Disusun Oleh
Yesinta Dewi
134150054
FAKULTAS PERTANIAN
YOGYAKARTA
2016
A. Pendahuluan
Indonesia Sebagai daerah yang beriklim muson tropis memiliki dua
musim, yaitu musim kemarau dan musim hujan yang datang bergantian secara
alamiah. Keadaan keduanya sangat ditentukan oleh kondisi meteorologis.

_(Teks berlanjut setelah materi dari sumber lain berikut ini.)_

/// Background image job: obtains the image URL from the image provider,
/// re-uploads the bytes to durable object storage (the `room-images`
/// bucket, spec.md §6), and broadcasts a room update (spec.md §4.6.5 step
/// 8). Sets `image_status=error` on failure without aborting the action
/// that launched preload.
fn spawn_image_job(
    store: HybridStore,
    llm: Arc<dyn LlmGateway>,
    hub: Arc<ConnectionHub>,
    object_store: Arc<dyn ObjectStore>,
    room_id: String,
    prompt: String,
) {
    tokio::spawn(async move {
        metrics::GENERATION_JOBS_IN_FLIGHT.inc();
        let outcome = generate_and_store_image(&llm, &object_store, &room_id, &prompt).await;
        let status = match outcome {
            Ok(url) => {
                if let Ok(Some(mut room)) = store.durable.get_room(&room_id).await {
                    room.image_url = Some(url);
                    room.image_status = crate::model::ImageStatus::Ready;
                    let _ = store.durable.upsert_room(&room).await;
                }
                transient::generation_status::READY
            }
            Err(e) => {
                tracing::warn!(room_id = %room_id, error = %e, "room image generation failed");
                if let Ok(Some(mut room)) = store.durable.get_room(&room_id).await {
                    room.image_status = crate::model::ImageStatus::Error;
                    let _ = store.durable.upsert_room(&room).await;
                }
                transient::generation_status::ERROR
            }
        };
        let status_key = transient::room_generation_status_key(&room_id);
        let _ = store.transient.set_string(&status_key, status, None).await;
        if let Ok(Some(room)) = store.durable.get_room(&room_id).await {
            hub.broadcast_to_room(&room_id, serde_json::json!({ "type": "room_update", "room": room }), None).await;
        }
        metrics::GENERATION_JOBS_IN_FLIGHT.dec();
    });
}

async fn generate_and_store_image(
    llm: &Arc<dyn LlmGateway>,
    object_store: &Arc<dyn ObjectStore>,
    room_id: &str,
    prompt: &str,
) -> Result<String, WorldError> {
    let provider_url = llm.generate_room_image(prompt).await?;
    if provider_url.is_empty() {
        return Err(LlmError::Request("image provider returned no url".to_string()).into());
    }
    let bytes = reqwest::get(&provider_url)
        .await
        .and_then(|r| r.error_for_status())
        .map_err(|e| LlmError::Request(format!("fetching generated image failed: {e}")))?
        .bytes()
        .await
        .map_err(|e| LlmError::Request(format!("reading generated image failed: {e}")))?;
    let key = format!("rooms/{room_id}.webp");
    let url = object_store
        .put_object(BUCKET_IMAGES, &key, bytes.to_vec(), "image/webp")
        .await?;
    Ok(url)
}

/// Background 3D-model job: submits a generation job, polls until
/// completed (bounded retries, spec.md §4.6.5 step 8 "analogous" to the
/// image job), uploads to the `room-models` bucket, and attaches the URL
/// under `room.properties.extra["model_url"]` — spec.md §3 does not list a
/// dedicated `model_url` field on Room, so this rides the same free-form
/// `properties` map territorial blocks already use.
fn spawn_model_job(
    store: HybridStore,
    model_gateway: Arc<dyn ModelGateway>,
    hub: Arc<ConnectionHub>,
    object_store: Arc<dyn ObjectStore>,
    room_id: String,
    prompt: String,
) {
    const MAX_POLLS: u32 = 60;
    const POLL_INTERVAL: Duration = Duration::from_secs(5);

    tokio::spawn(async move {
        metrics::GENERATION_JOBS_IN_FLIGHT.inc();
        let outcome = generate_and_store_model(&model_gateway, &object_store, &room_id, &prompt, MAX_POLLS, POLL_INTERVAL).await;
        match outcome {
            Ok(Some(url)) => {
                if let Ok(Some(mut room)) = store.durable.get_room(&room_id).await {
                    room.properties.extra.insert("model_url".to_string(), serde_json::Value::String(url));
                    room.properties.extra.insert("model_status".to_string(), serde_json::json!("ready"));
                    let _ = store.durable.upsert_room(&room).await;
                }
            }
            Ok(None) => {
                tracing::warn!(room_id = %room_id, "3D model job timed out waiting for completion");
                mark_model_error(&store, &room_id).await;
            }
            Err(e) => {
                tracing::warn!(room_id = %room_id, error = %e, "3D model generation failed");
                mark_model_error(&store, &room_id).await;
            }
        }
        if let Ok(Some(room)) = store.durable.get_room(&room_id).await {
            hub.broadcast_to_room(&room_id, serde_json::json!({ "type": "room_update", "room": room }), None).await;
        }
        metrics::GENERATION_JOBS_IN_FLIGHT.dec();
    });
}

async fn mark_model_error(store: &HybridStore, room_id: &str) {
    if let Ok(Some(mut room)) = store.durable.get_room(room_id).await {
        room.properties.extra.insert("model_status".to_string(), serde_json::json!("error"));
        let _ = store.durable.upsert_room(&room).await;
    }
}
impl CombatEngine {
    pub fn new(allow_any_combat_move: bool) -> Self {
        CombatEngine {
            pending: Mutex::new(HashMap::new()),
            moves: Mutex::new(HashMap::new()),
            allow_any_combat_move,
        }
    }

    pub async fn challenge(
        &self,
        store: &HybridStore,
        player1_id: &str,
        player2_id: &str,
        room_id: &str,
    ) -> Result<DuelState, CombatError> {
        let duel = DuelState {
            duel_id: Uuid::new_v4().to_string(),
            player1_id: player1_id.to_string(),
            player2_id: player2_id.to_string(),
            room_id: room_id.to_string(),
            round: 1,
            is_monster_duel: false,
            vital1: 0,
            vital2: 0,
            max_vital1: PLAYER_MAX_VITAL,
            max_vital2: PLAYER_MAX_VITAL,
            control1: 0,
            control2: 0,
            finishing_window_owner: None,
            history: Vec::new(),
        };
        self.persist(store, &duel).await?;
        self.pending.lock().unwrap().insert(duel.duel_id.clone(), duel.clone());
        Ok(duel)
    }

    /// Monster duels are auto-accepted by the engine (spec.md §4.8.3).
    pub async fn start_monster_duel(
        &self,
        store: &HybridStore,
        player_id: &str,
        monster: &Monster,
        room_id: &str,
    ) -> Result<DuelState, CombatError> {
        let duel = DuelState {
            duel_id: Uuid::new_v4().to_string(),
            player1_id: player_id.to_string(),
            player2_id: monster.id.clone(),
            room_id: room_id.to_string(),
            round: 1,
            is_monster_duel: true,
            vital1: 0,
            vital2: 0,
            max_vital1: PLAYER_MAX_VITAL,
            max_vital2: monster.max_vital(),
            control1: 0,
            control2: 0,
            finishing_window_owner: None,
            history: Vec::new(),
        };
        self.persist(store, &duel).await?;
        self.pending.lock().unwrap().insert(duel.duel_id.clone(), duel.clone());
        Ok(duel)
    }

    pub fn decline(&self, store: &HybridStore, duel_id: &str) {
        self.pending.lock().unwrap().remove(duel_id);
        self.moves.lock().unwrap().remove(duel_id);
        let store = store.clone();
        let key = transient::active_duel_key(duel_id);
        tokio::spawn(async move {
            let _ = store.transient.delete(&key).await;
        });
    }

    async fn persist(&self, store: &HybridStore, duel: &DuelState) -> Result<(), CombatError> {
        let key = transient::active_duel_key(&duel.duel_id);
        let payload = serde_json::to_string(duel)?;
        store.transient.set_string(&key, &payload, None).await?;
        Ok(())
    }

    /// Submits `participant`'s move for the current round. If both
    /// participants' moves are present, judges the round and returns the
    /// outcome; otherwise returns `None` (spec.md §4.8.2 step "Move
    /// submission").
    pub async fn submit_move(
        &self,
        store: &HybridStore,
        llm: &dyn LlmGateway,
        duel_id: &str,
        participant: &str,
        move_text: &str,
    ) -> Result<Option<RoundOutcome>, CombatError> {
        let duel = {
            let pending = self.pending.lock().unwrap();
            pending.get(duel_id).cloned().ok_or_else(|| CombatError::NotFound(duel_id.to_string()))?
        };

        let ready = {
            let mut moves = self.moves.lock().unwrap();
            let entry = moves.entry(duel_id.to_string()).or_default();
            entry.insert(participant.to_string(), move_text.to_string());
            entry.contains_key(&duel.player1_id) && entry.contains_key(&duel.player2_id)
        };

        if !ready {
            return Ok(None);
        }

        let (move1, move2) = {
            let mut moves = self.moves.lock().unwrap();
            let entry = moves.remove(duel_id).unwrap_or_default();
            (
                entry.get(&duel.player1_id).cloned().unwrap_or_default(),
                entry.get(&duel.player2_id).cloned().unwrap_or_default(),
            )
        };

        let outcome = self.judge_round(store, llm, duel, &move1, &move2).await?;
        Ok(Some(outcome))
    }

    async fn judge_round(
        &self,
        store: &HybridStore,
        llm: &dyn LlmGateway,
        mut duel: DuelState,
        move1: &str,
        move2: &str,
    ) -> Result<RoundOutcome, CombatError> {
        let recent: Vec<String> = duel
            .history
            .iter()
            .rev()
            .take(5)
            .map(|r| format!("round {}: {}", r.round, r.narrative))
            .collect();

        // Equipment validation (spec.md §4.8.2 step 1, §4.8.3): monsters are
        // never validated, and `allow_any_combat_move` bypasses it for
        // everyone (examples/original_source/server/app/move_validator.py).
        let room = store.durable.get_room(&duel.room_id).await?;
        let room_description = room.as_ref().map(|r| r.description.as_str()).unwrap_or("");

        let side1_valid = if self.allow_any_combat_move {
            true
        } else {
            let items1 = self.load_inventory(store, &duel.player1_id).await?;
            move_is_valid(move1, &items1)
        };
        let side2_valid = if self.allow_any_combat_move || duel.is_monster_duel {
            true
        } else {
            let items2 = self.load_inventory(store, &duel.player2_id).await?;
            move_is_valid(move2, &items2)
        };

        let inventory_summary1 = self.inventory_summary(store, &duel.player1_id).await?;
        let inventory_summary2 = if duel.is_monster_duel {
            "n/a (monster)".to_string()
        } else {
            self.inventory_summary(store, &duel.player2_id).await?
        };

        let prompt = format!(
            "Duel round {} in room: {room_description}\n\
             Side A inventory: {inventory_summary1}. Side B inventory: {inventory_summary2}.\n\
             Side A move: {move1}. Side B move: {move2}. Recent rounds: {}.\n\
             Reply as strict JSON with keys vital_delta1 (-1..3), vital_delta2 (-1..3), \
             control_delta1 (-2..2), control_delta2 (-2..2), reason1, reason2.",
            duel.round,
            recent.join(" | ")
        );

        let raw = llm.generate_text(&prompt).await;
        let judgment = raw
            .ok()
            .and_then(|text| serde_json::from_str::<RawJudgment>(text.trim()).ok())
            .unwrap_or_else(|| deterministic_fallback_judgment(side1_valid, side2_valid));

        let (vd1, vd2) = (judgment.vital_delta1.clamp(-1, 3), judgment.vital_delta2.clamp(-1, 3));
        let (mut cd1, mut cd2) = (judgment.control_delta1.clamp(-2, 2), judgment.control_delta2.clamp(-2, 2));

        // Consistency nudge: the side taking more vital loss does not also
        // gain control (spec.md §4.8.2 step 3).
        if vd1 > vd2 && cd1 > 0 {
            cd1 = 0;
        } else if vd2 > vd1 && cd2 > 0 {
            cd2 = 0;
        }
        // If both control deltas are positive, zero out the smaller.
        if cd1 > 0 && cd2 > 0 {
            if cd1 < cd2 {
                cd1 = 0;
            } else if cd2 < cd1 {
                cd2 = 0;
            }
        }
        duel.vital1 = (duel.vital1 + vd1).max(0);
        duel.vital2 = (duel.vital2 + vd2).max(0);
        duel.control1 = (duel.control1 + cd1).clamp(0, MAX_CONTROL);
        duel.control2 = (duel.control2 + cd2).clamp(0, MAX_CONTROL);

        // Finishing window (spec.md §4.8.2 step 5).
        let previous_owner = duel.finishing_window_owner.clone();
        if duel.control1 == MAX_CONTROL && duel.finishing_window_owner.is_none() {
            duel.finishing_window_owner = Some(duel.player1_id.clone());
        } else if duel.control2 == MAX_CONTROL && duel.finishing_window_owner.is_none() {
            duel.finishing_window_owner = Some(duel.player2_id.clone());
        }

        if let Some(owner) = previous_owner {
            // The window owner "inflicts" damage by raising the *opponent's*
            // vital delta this round (spec.md §4.8.2 step 5), not their own.
            let owner_inflicted_damage = if owner == duel.player1_id { vd2 > 0 } else { vd1 > 0 };
            if owner_inflicted_damage {
                if owner == duel.player1_id {
                    duel.vital2 = duel.max_vital2;
                } else {
                    duel.vital1 = duel.max_vital1;
                }
                duel.finishing_window_owner = None;
            }
        }

        let combat_ends = duel.vital1 >= duel.max_vital1 || duel.vital2 >= duel.max_vital2;

        let narrative = llm
            .generate_text(&format!(
                "Narrate round {} of a duel in 2-4 sentences: side A did {move1}, side B did {move2}.",
                duel.round
            ))
            .await
            .unwrap_or_else(|_| "The combatants clash.".to_string());

        duel.history.push(RoundRecord {
            round: duel.round,
            vital_delta1: vd1,
            vital_delta2: vd2,
            control_delta1: cd1,
            control_delta2: cd2,
            narrative,
        });
        if duel.history.len() > MAX_ROUND_HISTORY {
            duel.history.remove(0);
        }
        duel.round += 1;

        if combat_ends {
            let winner = if duel.vital2 >= duel.max_vital2 && duel.vital1 < duel.max_vital1 {
                Some(duel.player1_id.clone())
            } else if duel.vital1 >= duel.max_vital1 && duel.vital2 < duel.max_vital2 {
                Some(duel.player2_id.clone())
            } else {
                None
            };
            self.pending.lock().unwrap().remove(&duel.duel_id);
            let key = transient::active_duel_key(&duel.duel_id);
            store.transient.delete(&key).await?;
            Ok(RoundOutcome::Ended { winner, final_state: duel })
        } else {
            self.persist(store, &duel).await?;
            self.pending.lock().unwrap().insert(duel.duel_id.clone(), duel.clone());
            Ok(RoundOutcome::Continues(duel))
        }
    }

    /// Resolves a player's `inventory` item ids to `Item` records, skipping
    /// ids that fail to resolve (a deleted/stale item should not fail the
    /// whole duel round).
    async fn load_inventory(&self, store: &HybridStore, participant_id: &str) -> Result<Vec<Item>, CombatError> {
        let Some(player) = store.durable.get_player(participant_id).await? else {
            return Ok(Vec::new());
        };
        let mut items = Vec::with_capacity(player.inventory.len());
        for item_id in &player.inventory {
            if let Some(item) = store.durable.get_item(item_id).await? {
                items.push(item);
            }
        }
        Ok(items)
    }

    async fn inventory_summary(&self, store: &HybridStore, participant_id: &str) -> Result<String, CombatError> {
        let items = self.load_inventory(store, participant_id).await?;
        if items.is_empty() {
            return Ok("empty-handed".to_string());
        }
        Ok(items
            .iter()
            .map(|i| format!("{} ({})", i.name, i.capabilities.join(", ")))
            .collect::<Vec<_>>()
            .join("; "))
    }

    /// Disconnect policy (spec.md §4.8.5): the remaining participant wins,
    /// or the duel is neutralized if the monster disconnected.
    pub async fn handle_disconnect(
        &self,
        store: &HybridStore,
        player_id: &str,
    ) -> Result<Vec<(String, Option<String>)>, CombatError> {
        let affected: Vec<DuelState> = {
            let pending = self.pending.lock().unwrap();
            pending
                .values()
                .filter(|d| d.player1_id == player_id || d.player2_id == player_id)
                .cloned()
                .collect()
        };

        let mut outcomes = Vec::new();
        for duel in affected {
            let winner = if duel.player1_id == player_id {
                if duel.is_monster_duel { None } else { Some(duel.player2_id.clone()) }
            } else {
                Some(duel.player1_id.clone())
            };
            self.pending.lock().unwrap().remove(&duel.duel_id);
            self.moves.lock().unwrap().remove(&duel.duel_id);
            let key = transient::active_duel_key(&duel.duel_id);
            store.transient.delete(&key).await?;
            outcomes.push((duel.duel_id, winner));
        }
        Ok(outcomes)
    }
}
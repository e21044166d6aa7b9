// Action Pipeline (C7, spec.md §4.7).

pub mod rate_limit;

use std::sync::Arc;

use chrono::Utc;
use futures::StreamExt;
use uuid::Uuid;

use crate::engine::combat::CombatEngine;
use crate::engine::monster::{EncounterOutcome, MonsterBehaviorTracker};
use crate::engine::world::WorldEngine;
use crate::error::{ApiError, ApiResult, LlmError};
use crate::llm::{ActionContext, ActionStreamEvent, LlmGateway};
use crate::model::{ActionRecord, Aggressiveness, Direction};
use crate::storage::HybridStore;

use rate_limit::RateLimiter;

pub struct ActionOutcome {
    pub narrative: String,
    pub updates: serde_json::Value,
}

pub struct ActionPipeline {
    store: HybridStore,
    llm: Arc<dyn LlmGateway>,
    world: Arc<WorldEngine>,
    combat: Arc<CombatEngine>,
    monster_behavior: Arc<MonsterBehaviorTracker>,
    rate_limiter: Arc<RateLimiter>,
}

impl ActionPipeline {
    pub fn new(
        store: HybridStore,
        llm: Arc<dyn LlmGateway>,
        world: Arc<WorldEngine>,
        combat: Arc<CombatEngine>,
        monster_behavior: Arc<MonsterBehaviorTracker>,
        rate_limiter: Arc<RateLimiter>,
    ) -> Self {
        ActionPipeline { store, llm, world, combat, monster_behavior, rate_limiter }
    }

    /// Processes one player action end to end (spec.md §4.7 steps 1-6).
    /// `on_token` is invoked for each narrative token as it streams in, so
    /// callers (the HTTP SSE handler, the WebSocket session) can relay it as
    /// a typewriter effect.
    pub async fn process_action(
        &self,
        player_id: &str,
        room_id: &str,
        action_text: &str,
        mut on_token: impl FnMut(&str),
    ) -> ApiResult<ActionOutcome> {
        // 1. Rate limiter.
        if let Some(info) = self.rate_limiter.check(&self.store, player_id).await {
            return Err(ApiError::RateLimited(info));
        }

        // 2. Load context.
        let player = self
            .store
            .durable
            .get_player(player_id)
            .await?
            .ok_or_else(|| ApiError::NotFound(format!("player {player_id}")))?;
        let room = self
            .store
            .durable
            .get_room(room_id)
            .await?
            .ok_or_else(|| ApiError::NotFound(format!("room {room_id}")))?;
        let recent_chat = self
            .store
            .transient
            .list_range(&crate::storage::transient::chat_history_key(room_id), 0, 19)
            .await?;

        // 3. Monster behavior guards.
        let attempted_direction = Direction::parse(action_text);
        let encounter =
            self.monster_behavior.check_action(room_id, player_id, attempted_direction, &room.connections);
        if let EncounterOutcome::TerritorialBlock { monster_id } | EncounterOutcome::AggressiveAmbush { monster_id } = encounter {
            if let Some(monster) = self.store.durable.get_monster(&monster_id).await? {
                self.combat.start_monster_duel(&self.store, player_id, &monster, room_id).await?;
                return Ok(ActionOutcome {
                    narrative: format!("{} blocks your way and attacks!", monster.name),
                    updates: serde_json::json!({ "duel_started_with": monster.id }),
                });
            }
        }

        // 4. Stream the action through the LLM gateway.
        let ctx = ActionContext {
            player_id: player_id.to_string(),
            action_text: action_text.to_string(),
            room_id: room_id.to_string(),
            room_description: room.description.clone(),
            recent_chat,
        };
        let mut stream = self.llm.stream_action(&ctx).await?;
        let mut narrative = String::new();
        let mut terminal = None;
        while let Some(event) = stream.next().await {
            match event {
                ActionStreamEvent::Token(t) => {
                    on_token(&t);
                    narrative.push_str(&t);
                }
                ActionStreamEvent::Terminal(envelope) => {
                    terminal = Some(envelope);
                    break;
                }
                ActionStreamEvent::Error(e) => {
                    return Err(ApiError::Llm(LlmError::Schema(e)));
                }
            }
        }
        let envelope = terminal.ok_or(ApiError::Llm(LlmError::StreamClosedEarly))?;

        // 5. Apply updates.
        let mut player = player;
        if let Some(update) = &envelope.updates.player {
            if let Some(delta) = update.health_delta {
                player.health = (player.health + delta).clamp(0, crate::model::Player::MAX_HEALTH);
            }
            if let Some(delta) = update.gold_delta {
                player.gold += delta;
            }
            player.inventory.retain(|i| !update.inventory_remove.contains(i));
            player.inventory.extend(update.inventory_add.iter().cloned());
            if let Some(note) = &update.memory_note {
                player.memory_log.push(note.clone());
            }
        }

        let mut monster_flavor = Vec::new();
        if let Some(update) = &envelope.updates.player {
            if let Some(direction_str) = &update.direction {
                if let Some(direction) = Direction::parse(direction_str) {
                    let mut new_room = self.world.resolve_movement(room.x, room.y, direction).await
                        .map_err(|e| ApiError::Internal(e.to_string()))?;
                    player.rejoin_immunity = false;
                    player.current_room = Some(new_room.id.clone());
                    self.monster_behavior.record_last_room(player_id, room_id);
                    self.world.schedule_preload(new_room.x, new_room.y);

                    // Monster behavior entry hooks (spec.md §4.9): on entry
                    // to the new room, register territorial blocks (one per
                    // territorial monster, excluding the retreat direction)
                    // and aggressive monsters, persist the chosen blocks,
                    // and surface the flavor/warning text.
                    let monsters_here = self.store.durable.list_monsters_in_room(&new_room.id).await?;
                    let exits: Vec<Direction> = new_room.connections.keys().copied().collect();
                    let new_blocks = self.monster_behavior.on_player_entry(&new_room.id, direction, &exits, &monsters_here);
                    if !new_blocks.is_empty() {
                        for (monster_id, blocked) in &new_blocks {
                            new_room.properties.territorial_blocks.insert(monster_id.clone(), *blocked);
                            if let Some(m) = monsters_here.iter().find(|m| &m.id == monster_id) {
                                monster_flavor.push(format!(
                                    "{} plants itself squarely across the {} exit, daring you to pass.",
                                    m.name,
                                    blocked.as_str()
                                ));
                            }
                        }
                        self.store.durable.upsert_room(&new_room).await?;
                    }
                    for m in monsters_here.iter().filter(|m| m.is_alive && m.aggressiveness == Aggressiveness::Aggressive) {
                        monster_flavor.push(format!("{} locks eyes on you, bristling for a fight.", m.name));
                    }
                }
            }
        }

        player.last_action_at = Some(Utc::now());
        player.last_action_text = Some(action_text.to_string());
        self.store.durable.upsert_player(&player).await?;

        let now = Utc::now();
        let record = ActionRecord {
            id: Uuid::new_v4().to_string(),
            player_id: player_id.to_string(),
            room_id: room_id.to_string(),
            action: action_text.to_string(),
            ai_response: envelope.response.clone(),
            timestamp: now,
            session_id: ActionRecord::session_id_for(player_id, now),
            updates: serde_json::to_value(&envelope.updates).unwrap_or_default(),
            metadata: serde_json::json!({}),
        };
        self.store.record_action(&record).await?;

        let mut narrative = envelope.response;
        for line in &monster_flavor {
            narrative.push(' ');
            narrative.push_str(line);
        }

        Ok(ActionOutcome {
            narrative,
            updates: serde_json::to_value(&envelope.updates).unwrap_or_default(),
        })
    }
}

Kondisi meteorologis yang tidak seimbang telah menyebabkan berbagai
bencana berupa banjir besar yang ditandai dengan meningkatnya curah hujan
yang sangat ekstrim dan biasanya dikenal sebagai badai La-Nina. Kekeringan
yang berkepanjangan dengan suhu yang cukup tinggi disebabkan oleh
rendahnya suhu udara di Samudera Pasifik dan suhu udara atmosfer bagian
bawah disebut sebagai badai El-Nino. Keduanya merupakan bencana yang
sering terjadi terutama El-Nino yang telah beberapa kali melanda Indonesia.
Kekeringan (drought) merupakan salah satu fenomena terkait iklim
akibat defisitnya ketersediaan air yang kerap terjadi di wilayah Indonesia.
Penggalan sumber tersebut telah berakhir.